En parallèle, elles utiliseront des modèles in vitro de cellules neuronales humaines mutées générées à partir de cellules souches induites à la pluripotence (IPSC). Les IPSC sont des lignées cellulaires souches obtenues à partir de cellules adultes spécialisées ayant réacquis la capacité à se différencier en plusieurs types cellulaires. Les chercheuses génèreront des neurones et des cellules progénitrices neurales à partir d’IPSC qui seront directementdérivées de cellules de patients ou génétiquement modifiées par CRISPR-Cas9 (outils de modification du génome) afin de reproduire les mutations détectées chez les patients. Grâce à ces cellules, elles pourront étudier comment les mutations des gènes identifiés affectent la survie, la migration et la différenciation des neurones.
Enfin, ces études en laboratoire seront complétées par des analyses sur des modèles de souris génétiquement modifiées, privées de neurones transitoires ou porteuses de mutations dans les gènes identifiés comme mutés chez les malades.
Grâce à ces approches complémentaires, nous espérons mieux comprendre l’interconnexion entre le développement des vaisseaux et des neurones, et ainsi proposer de nouvelles pistes thérapeutiques pour les maladies neurovasculaires dont fait partie la VOGM.
Perspectives
Ces résultats issus de la recherche fondamentale ouvrent de nouvelles perspectives prometteuses pour la prise en charge des Anomalies Vasculaires du Développement (AVD) et des Malformations Artério-Veineuses (MAV). Ils trouveront des applications concrètes au sein du réseau de l’hôpital Necker, en étroite collaboration avec le Centre Pluridisciplinaire de Diagnostic Prénatal (CPDPN), le service de neuroimagerie, le service de neurochirurgie, le service de neuropédiatrie, ainsi que l’ensemble des experts en génétique de l’Institut Imagine. Des partenariats à l’échelle internationale sont également à l’étude, notamment avec des centres de recherches d’excellence aux Etats-Unis.
Les pilotes du projet à Imagine
Alessandra Pierani est Directrice de Recherche au Centre National de la Recherche Scientifique (CNRS). Elle dirige l’équipe « Génétique et Développement du Cortex Cérébral », avec une double affiliation à l'Institut Imagine (Hôpital Necker Enfants malades, Paris) et à l'Institut de Psychiatrie et Neurosciences de Paris (Hôpital Sainte-Anne, Paris) depuis 2017. Ses recherches portent sur le rôle des neurones transitoires dans le développement, l'évolution et la pathologie du cortex cérébral.

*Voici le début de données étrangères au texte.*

/// Error type for opaque detection and recognition backends.
pub type BackendError = Box<dyn std::error::Error + Send + Sync>;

Le Professeur Nadia Bahi-Buisson est neurologue pédiatrique. Elle dirige le programme sur les maladies rares, notamment le syndrome de Rett et les malformations cérébrales, à l'Hôpital Necker-Enfants malades, APHP, Paris. Elle mène également des travaux de recherche à l'Institut Imagine au sein de l'équipe d'A. Pierani, sur la génétique et la physiopathologie des malformations cérébrales.
Le Docteur Camille Maillard est ingénieure de recherche à l'Institut Imagine. Elle s'intéresse à la physiopathologie cérébrale humaine. Elle est spécialisée en biologie moléculaire et en culture cellulaire, en particulier dans la différenciation des cellules souches.